— Problem requirements —
Report each line of the data below in which "space" appears.

Start of The data

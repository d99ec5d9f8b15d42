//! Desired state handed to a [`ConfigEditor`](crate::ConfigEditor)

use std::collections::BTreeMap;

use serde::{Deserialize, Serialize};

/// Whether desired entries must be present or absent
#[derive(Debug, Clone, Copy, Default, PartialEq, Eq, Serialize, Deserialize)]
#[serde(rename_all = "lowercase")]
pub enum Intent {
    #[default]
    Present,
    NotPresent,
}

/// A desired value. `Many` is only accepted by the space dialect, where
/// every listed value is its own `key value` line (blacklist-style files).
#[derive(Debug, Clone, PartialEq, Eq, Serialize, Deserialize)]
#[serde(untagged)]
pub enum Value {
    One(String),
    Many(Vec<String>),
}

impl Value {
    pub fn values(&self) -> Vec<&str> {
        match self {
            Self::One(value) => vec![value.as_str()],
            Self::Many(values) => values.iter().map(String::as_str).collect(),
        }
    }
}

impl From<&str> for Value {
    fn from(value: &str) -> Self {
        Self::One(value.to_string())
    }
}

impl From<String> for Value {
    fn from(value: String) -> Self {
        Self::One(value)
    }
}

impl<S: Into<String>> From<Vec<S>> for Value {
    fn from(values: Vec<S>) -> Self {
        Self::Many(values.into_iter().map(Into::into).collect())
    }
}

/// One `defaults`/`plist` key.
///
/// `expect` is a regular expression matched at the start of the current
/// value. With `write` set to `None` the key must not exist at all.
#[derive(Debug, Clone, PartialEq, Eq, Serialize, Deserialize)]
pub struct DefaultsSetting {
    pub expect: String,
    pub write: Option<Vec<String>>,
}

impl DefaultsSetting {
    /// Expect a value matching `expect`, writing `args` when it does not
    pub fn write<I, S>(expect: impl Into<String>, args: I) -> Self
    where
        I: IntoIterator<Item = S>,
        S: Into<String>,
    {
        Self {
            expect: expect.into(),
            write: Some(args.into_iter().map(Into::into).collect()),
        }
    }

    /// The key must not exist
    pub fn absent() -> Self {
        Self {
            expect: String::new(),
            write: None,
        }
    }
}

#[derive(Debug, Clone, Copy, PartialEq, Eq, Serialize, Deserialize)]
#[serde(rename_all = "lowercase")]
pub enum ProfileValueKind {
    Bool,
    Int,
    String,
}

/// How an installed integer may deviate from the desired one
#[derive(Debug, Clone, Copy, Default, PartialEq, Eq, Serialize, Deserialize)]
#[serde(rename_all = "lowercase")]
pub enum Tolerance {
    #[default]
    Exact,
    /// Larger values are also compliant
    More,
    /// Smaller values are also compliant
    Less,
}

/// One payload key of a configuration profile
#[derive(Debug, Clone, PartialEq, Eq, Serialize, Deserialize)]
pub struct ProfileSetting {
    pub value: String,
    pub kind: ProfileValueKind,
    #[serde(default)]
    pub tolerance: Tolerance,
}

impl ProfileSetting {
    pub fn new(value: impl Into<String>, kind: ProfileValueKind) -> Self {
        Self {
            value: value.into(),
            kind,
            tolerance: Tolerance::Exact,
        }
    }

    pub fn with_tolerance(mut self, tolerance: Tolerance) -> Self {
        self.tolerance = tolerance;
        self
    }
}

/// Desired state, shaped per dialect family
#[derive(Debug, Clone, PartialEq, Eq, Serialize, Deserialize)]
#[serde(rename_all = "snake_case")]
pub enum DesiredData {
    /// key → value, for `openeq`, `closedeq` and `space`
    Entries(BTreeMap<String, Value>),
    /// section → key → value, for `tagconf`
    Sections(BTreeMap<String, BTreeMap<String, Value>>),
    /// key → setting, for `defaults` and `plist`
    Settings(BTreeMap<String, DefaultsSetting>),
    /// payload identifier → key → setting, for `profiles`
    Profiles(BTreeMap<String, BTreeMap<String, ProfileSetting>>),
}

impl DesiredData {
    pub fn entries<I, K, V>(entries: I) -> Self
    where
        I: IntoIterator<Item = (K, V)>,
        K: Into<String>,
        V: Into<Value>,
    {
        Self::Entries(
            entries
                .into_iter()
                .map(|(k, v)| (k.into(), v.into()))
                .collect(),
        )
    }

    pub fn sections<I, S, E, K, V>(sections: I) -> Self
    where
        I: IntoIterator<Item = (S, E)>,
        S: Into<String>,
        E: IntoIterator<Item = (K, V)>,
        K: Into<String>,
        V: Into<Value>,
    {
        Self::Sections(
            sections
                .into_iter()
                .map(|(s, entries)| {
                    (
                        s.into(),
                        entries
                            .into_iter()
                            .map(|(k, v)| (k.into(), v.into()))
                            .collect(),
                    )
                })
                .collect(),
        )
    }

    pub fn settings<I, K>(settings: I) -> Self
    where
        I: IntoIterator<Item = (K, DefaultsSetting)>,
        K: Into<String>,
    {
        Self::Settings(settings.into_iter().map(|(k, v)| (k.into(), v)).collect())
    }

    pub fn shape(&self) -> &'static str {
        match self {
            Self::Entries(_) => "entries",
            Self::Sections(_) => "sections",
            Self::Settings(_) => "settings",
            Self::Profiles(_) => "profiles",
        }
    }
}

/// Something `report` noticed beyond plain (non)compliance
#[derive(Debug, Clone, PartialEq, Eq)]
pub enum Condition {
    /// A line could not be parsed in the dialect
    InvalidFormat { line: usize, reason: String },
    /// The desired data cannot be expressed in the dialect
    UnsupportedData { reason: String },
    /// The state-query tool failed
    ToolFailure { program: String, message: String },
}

End of The data

— Exercise solution —
/// A desired value. `Many` is only accepted by the space dialect, where
    /// key → value, for `openeq`, `closedeq` and `space`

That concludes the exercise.